‘Soul Music’ on the violin

Charisa “The Violin Diva” at the Restoration Plaza, Brooklyn.
Photo by Lem Peterkin
Photo by Lem Peterkin

Violin Diva Charisa entertained the audience during a Brothers Who Cook event at the Restoration Plaza in Bedford-Stuyvesant, Brooklyn on April 13.

The event hosted by the International African Arts Festival (IAAF) is part of its annual fundraising activities. IAAF showcases exceptional well known artist throughout the year in an effort to preserve the cultural history and significance of the organization.

This year’s July 4 weekend Festival will again be held in Brooklyn’s Commodore Park to celebrate their 44th year and world wide performers and visitors are already scheduled to attend.

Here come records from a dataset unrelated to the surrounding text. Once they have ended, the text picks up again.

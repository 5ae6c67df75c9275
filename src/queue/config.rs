//! Queue configuration
//!
//! Settings are plain serde structs so they can be embedded in a larger TOML
//! document or loaded on their own. Every field has a default, so an empty
//! table is a valid configuration.

use crate::queue::error::{QueueError, QueueResult};
use serde::Deserialize;
use std::path::Path;

/// Default number of backlog slots allocated up front
pub const DEFAULT_INITIAL_CAPACITY: usize = 16;

/// Per-queue settings
#[derive(Debug, Clone, PartialEq, Eq, Deserialize)]
#[serde(default, deny_unknown_fields)]
pub struct QueueConfig {
    /// Name used in log lines emitted by the arbiter
    pub name: String,
    /// Backlog slots reserved when the queue is created
    pub initial_capacity: usize,
    /// Backlog length at which the arbiter logs a warning
    pub high_water_mark: Option<usize>,
}

impl Default for QueueConfig {
    fn default() -> Self {
        Self {
            name: "queue".to_string(),
            initial_capacity: DEFAULT_INITIAL_CAPACITY,
            high_water_mark: None,
        }
    }
}

impl QueueConfig {
    /// Default configuration with a different name
    pub fn named(name: impl Into<String>) -> Self {
        Self {
            name: name.into(),
            ..Self::default()
        }
    }

    pub fn with_high_water_mark(mut self, mark: usize) -> Self {
        self.high_water_mark = Some(mark);
        self
    }

    /// Parse and validate a TOML document holding a single queue table
    pub fn from_toml_str(contents: &str) -> QueueResult<Self> {
        let config: Self = toml::from_str(contents).map_err(|e| QueueError::Config {
            message: format!("Error parsing queue configuration: {e}"),
        })?;
        config.validate()?;
        Ok(config)
    }

    /// Load a queue configuration file
    pub fn load(path: &Path) -> QueueResult<Self> {
        let contents = std::fs::read_to_string(path).map_err(|e| QueueError::Config {
            message: format!("Error reading configuration file {}: {e}", path.display()),
        })?;
        Self::from_toml_str(&contents)
    }

    pub fn validate(&self) -> QueueResult<()> {
        if self.name.trim().is_empty() {
            return Err(QueueError::Config {
                message: "queue name must not be empty".to_string(),
            });
        }
        if self.high_water_mark == Some(0) {
            return Err(QueueError::Config {
                message: "high_water_mark must be greater than zero".to_string(),
            });
        }
        Ok(())
    }
}

/// Broadcaster settings
///
/// `subscriber` is the template for every subscriber queue; each queue's name
/// is suffixed with the subscriber id.
#[derive(Debug, Clone, Default, PartialEq, Eq, Deserialize)]
#[serde(default, deny_unknown_fields)]
pub struct BroadcasterConfig {
    pub subscriber: QueueConfig,
}

impl BroadcasterConfig {
    pub fn from_toml_str(contents: &str) -> QueueResult<Self> {
        let config: Self = toml::from_str(contents).map_err(|e| QueueError::Config {
            message: format!("Error parsing broadcaster configuration: {e}"),
        })?;
        config.subscriber.validate()?;
        Ok(config)
    }

    /// Queue configuration for the subscriber with the given id
    pub(crate) fn subscriber_config(&self, id: u64) -> QueueConfig {
        QueueConfig {
            name: format!("{}-{}", self.subscriber.name, id),
            ..self.subscriber.clone()
        }
    }
}

#[cfg(test)]
mod tests {
    use super::*;
    use std::io::Write;

    #[test]
    fn test_empty_document_yields_defaults() {
        let config = QueueConfig::from_toml_str("").expect("empty config is valid");
        assert_eq!(config, QueueConfig::default());
        assert_eq!(config.initial_capacity, DEFAULT_INITIAL_CAPACITY);
        assert_eq!(config.high_water_mark, None);
    }

    #[test]
    fn test_partial_document_overrides_fields() {
        let config = QueueConfig::from_toml_str(
            r#"
            name = "events"
            high_water_mark = 500
            "#,
        )
        .unwrap();

        assert_eq!(config.name, "events");
        assert_eq!(config.high_water_mark, Some(500));
        assert_eq!(config.initial_capacity, DEFAULT_INITIAL_CAPACITY);
    }

    #[test]
    fn test_unknown_field_is_rejected() {
        let err = QueueConfig::from_toml_str("capacity = 10").unwrap_err();
        assert!(matches!(err, QueueError::Config { .. }));
    }

    #[test]
    fn test_zero_high_water_mark_is_rejected() {
        let err = QueueConfig::from_toml_str("high_water_mark = 0").unwrap_err();
        assert_eq!(
            err,
            QueueError::Config {
                message: "high_water_mark must be greater than zero".to_string()
            }
        );
    }

    #[test]
    fn test_blank_name_is_rejected() {
        assert!(QueueConfig::named("  ").validate().is_err());
    }

    #[test]
    fn test_load_from_file() {
        let mut file = tempfile::NamedTempFile::new().unwrap();
        writeln!(file, "name = \"from-file\"\ninitial_capacity = 4").unwrap();

        let config = QueueConfig::load(file.path()).unwrap();
        assert_eq!(config.name, "from-file");
        assert_eq!(config.initial_capacity, 4);
    }

    #[test]
    fn test_load_missing_file_is_config_error() {
        let dir = tempfile::tempdir().unwrap();
        let err = QueueConfig::load(&dir.path().join("missing.toml")).unwrap_err();
        assert!(matches!(err, QueueError::Config { .. }));
    }

    #[test]
    fn test_broadcaster_subscriber_template() {
        let config = BroadcasterConfig::from_toml_str(
            r#"
            [subscriber]
            name = "feed"
            high_water_mark = 10
            "#,
        )
        .unwrap();

        let sub = config.subscriber_config(3);
        assert_eq!(sub.name, "feed-3");
        assert_eq!(sub.high_water_mark, Some(10));
    }
}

The continuous exposure of youths and the community to Black artists whose musical talents span the music spectrum is necessary. Today’s youths must know that many Blacks contributed to, pioneered and enhanced all genres Music in the entertainment world which have now become extinct in public schools or unattainable to the average child.

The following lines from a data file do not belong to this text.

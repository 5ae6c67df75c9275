//! Unbounded FIFO queue handle
//!
//! `Queue<T>` owns the request channels of one arbiter task plus the means to
//! stop it. All state lives in the arbiter; the handle only sends requests.

use crate::core::sync::handle_mutex_poison;
use crate::queue::config::QueueConfig;
use crate::queue::consumer::Popper;
use crate::queue::error::{QueueError, QueueResult};
use crate::queue::internal::{Arbiter, ConsumerEvent, Request};
use crate::queue::types::QueueStats;
use std::sync::Mutex;
use tokio::sync::{mpsc, oneshot};
use tokio::task::JoinHandle;

/// Channel-backed FIFO queue with an unbounded backlog
///
/// Pushing never waits for a consumer or for capacity. Items are received
/// through the [`Popper`] returned by [`Queue::pop`], in push order, each by
/// exactly one receive.
///
/// # Lifecycle
///
/// The queue starts running as soon as it is created and must be created
/// inside a Tokio runtime. Call [`Queue::close`] when finished: it stops the
/// arbiter and waits for it to exit. Dropping the queue also stops the
/// arbiter, but without waiting.
///
/// After close, `push`, `flush` and `discard` are silent no-ops, `recv`
/// yields `None` and `try_recv` / `stats` return [`QueueError::Closed`].
///
/// # Example
///
/// ```rust,no_run
/// # use chanqueue::queue::api::Queue;
/// # async fn example() -> Result<(), Box<dyn std::error::Error>> {
/// let queue = Queue::new();
/// for i in 0..3 {
///     queue.push(i);
/// }
///
/// let popper = queue.pop();
/// assert_eq!(popper.recv().await, Some(0));
///
/// queue.flush().await;
/// assert!(popper.try_recv().await.unwrap_err().is_empty());
///
/// queue.close().await?;
/// # Ok(())
/// # }
/// ```
pub struct Queue<T> {
    name: String,
    requests: mpsc::UnboundedSender<Request<T>>,
    events: mpsc::UnboundedSender<ConsumerEvent<T>>,
    shutdown: Mutex<Option<oneshot::Sender<()>>>,
    arbiter: tokio::sync::Mutex<Option<JoinHandle<()>>>,
}

impl<T: Send + 'static> Queue<T> {
    /// Create a running queue with the default configuration
    pub fn new() -> Self {
        Self::spawn(QueueConfig::default())
    }

    /// Create a running queue after validating `config`
    pub fn with_config(config: QueueConfig) -> QueueResult<Self> {
        config.validate()?;
        Ok(Self::spawn(config))
    }

    pub(crate) fn spawn(config: QueueConfig) -> Self {
        let (requests, request_rx) = mpsc::unbounded_channel();
        let (events, event_rx) = mpsc::unbounded_channel();
        let (shutdown, shutdown_rx) = oneshot::channel();

        let name = config.name.clone();
        let arbiter = Arbiter::new(config, request_rx, event_rx);
        let handle = tokio::spawn(arbiter.run(shutdown_rx));

        Self {
            name,
            requests,
            events,
            shutdown: Mutex::new(Some(shutdown)),
            arbiter: tokio::sync::Mutex::new(Some(handle)),
        }
    }

    pub fn name(&self) -> &str {
        &self.name
    }

    /// Append an item to the back of the queue
    pub fn push(&self, item: T) {
        if self.requests.send(Request::Push(item)).is_err() {
            log::trace!("Queue '{}' is closed, dropping pushed item", self.name);
        }
    }

    /// Receiving endpoint for items at the front of the queue
    pub fn pop(&self) -> Popper<T> {
        Popper::new(self.requests.clone(), self.events.clone())
    }

    /// Drop every item currently waiting in the backlog
    ///
    /// Returns once the arbiter has emptied the backlog; nothing pushed before
    /// this call is delivered afterwards.
    pub async fn flush(&self) {
        let (ack, done) = oneshot::channel();
        if self.requests.send(Request::Flush(ack)).is_err() {
            log::trace!("Queue '{}' is closed, ignoring flush", self.name);
            return;
        }
        let _ = done.await;
    }

    /// Enable or disable discard mode
    ///
    /// While enabled, pushed items are dropped before reaching the backlog.
    /// Items already in the backlog are still delivered.
    pub async fn discard(&self, enabled: bool) {
        let (ack, done) = oneshot::channel();
        if self.requests.send(Request::Discard(enabled, ack)).is_err() {
            log::trace!("Queue '{}' is closed, ignoring discard", self.name);
            return;
        }
        let _ = done.await;
    }

    /// Snapshot of the backlog and lifetime counters
    pub async fn stats(&self) -> QueueResult<QueueStats> {
        let (reply, snapshot) = oneshot::channel();
        self.requests
            .send(Request::Stats(reply))
            .map_err(|_| QueueError::Closed)?;
        snapshot.await.map_err(|_| QueueError::Closed)
    }

    /// True once close has been requested or the arbiter has stopped
    pub fn is_closed(&self) -> bool {
        let signalled = self
            .shutdown
            .lock()
            .map(|shutdown| shutdown.is_none())
            .unwrap_or(true);
        signalled || self.requests.is_closed()
    }

    /// Stop the arbiter and wait until it has exited
    ///
    /// Items still in the backlog are abandoned. Closing an already closed
    /// queue returns `Ok(())`; concurrent callers all return after teardown.
    pub async fn close(&self) -> QueueResult<()> {
        self.signal_close()?;

        let mut arbiter = self.arbiter.lock().await;
        let Some(handle) = arbiter.take() else {
            return Ok(());
        };

        handle.await.map_err(|e| QueueError::ArbiterFailed {
            message: e.to_string(),
        })?;

        log::debug!("Queue '{}' closed", self.name);
        Ok(())
    }
}

impl<T> Queue<T> {
    /// Ask the arbiter to stop without waiting for it
    ///
    /// Returns `true` if this call delivered the signal.
    pub(crate) fn signal_close(&self) -> QueueResult<bool> {
        let mut shutdown = handle_mutex_poison(self.shutdown.lock(), |message| {
            QueueError::OperationFailed { message }
        })?;

        match shutdown.take() {
            Some(signal) => {
                // The arbiter may already be gone if every popper was dropped
                let _ = signal.send(());
                log::debug!("Queue '{}' close requested", self.name);
                Ok(true)
            }
            None => Ok(false),
        }
    }

    #[cfg(test)]
    pub(crate) fn poison_shutdown_lock(&self) {
        let _ = std::panic::catch_unwind(std::panic::AssertUnwindSafe(|| {
            let _guard = self.shutdown.lock();
            panic!("poisoning the shutdown lock");
        }));
    }
}

impl<T: Send + 'static> Default for Queue<T> {
    fn default() -> Self {
        Self::new()
    }
}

Charisa says that she has been playing the violin for over 20 years.” My parents put me in an Art school at 4 years old and when the school sent home a letter inviting me to play the violin, my mother asked me if I knew what the violin was. I responded, ‘Yea, you put it on your shoulder and it makes pretty sounds,” she said.

She has been making and perfecting ‘pretty sounds’ since that day. “The intermix in her music is an innovative, Jazz infused take on contemporize soul,” she explains. She has had the privilege of collaborating with outstanding professional Artist such as Wynton Marsalis and Quincy Jones, to name a few. Violinist Noel Pointer, Regina Parker, Nina Simmone and Ella Fitzgerald are some of her preferred artist. She says that the highest compliment she has received is the comparison of her scatting to that of Ella Fitzgerald. Charisa has performed at Jazz festivals throughout the country and won grand prizes in both the McDonald Gospel Fest Competition and the West Oak Lane Jazz Festival competition in Philadelphia, and much more.

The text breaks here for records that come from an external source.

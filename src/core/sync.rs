//! Synchronization utilities for robust mutex handling
//!
//! Registry and handle locks are short-lived std mutexes. A poisoned lock
//! means a panic happened while it was held; callers turn that into their own
//! error type instead of propagating the panic.

use std::sync::LockResult;

/// Handle poisoned mutex cases with consistent error handling
///
/// # Examples
/// ```
/// use std::sync::Mutex;
/// use chanqueue::core::sync::handle_mutex_poison;
/// use chanqueue::queue::api::QueueError;
///
/// let mutex = Mutex::new(42);
/// let guard = handle_mutex_poison(
///     mutex.lock(),
///     |message| QueueError::OperationFailed { message }
/// ).unwrap();
/// assert_eq!(*guard, 42);
/// ```
pub fn handle_mutex_poison<T, E>(
    result: LockResult<T>,
    error_constructor: impl FnOnce(String) -> E,
) -> Result<T, E> {
    result.map_err(|poison_err| {
        error_constructor(format!(
            "Internal synchronisation error (mutex poisoned). \
             A panic occurred while holding a lock. PoisonError: {:?}",
            poison_err
        ))
    })
}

Family relationships are extremely important to Charisa. She has an older brother and a younger sister who plays the Cello. She attributes her success to unwavering family support. She says that having ability is not enough, “it must be cultivated. It takes practice and parents willing to make sacrifices to get children where they want to be. They must have someone to invest and support them in all endeavors. They must sacrifice and cultivate.” Charisa believes that the removal of the Arts from school programs is a gross mistake. “Not to have music in schools to emphasize the creative aspect of each child and build future artist is poor planning,” she said and encourages children to “Keep on dreaming; Keep on pushing; the sky is the limit.”

Dr. Segun Shabaka, secretary and executive committee member describes IAAF as a “rich, cultural extravaganza and experience.” Attendees enjoyed the scrumptious and healthy dishes, appetizers, main courses, desserts and drinks, all prepared by the IAAF Brothers Who Burn, which included: Tommy Abney- Benjamin Banneker Academy and IAAF.; Abu’s Bakery; Carl Clay- Black Spectrum Theatre; Pop- Jollof Restaurant. It is said the music is food for the soul, but the combination of such high quality dishes from Brothers Who Cook with this vivacious Violin Diva’s music was an unforgettable experience that is difficult to duplicate. The affair was a vivid example of true ‘Soul Music.”

Participants of the Men Who Cook event.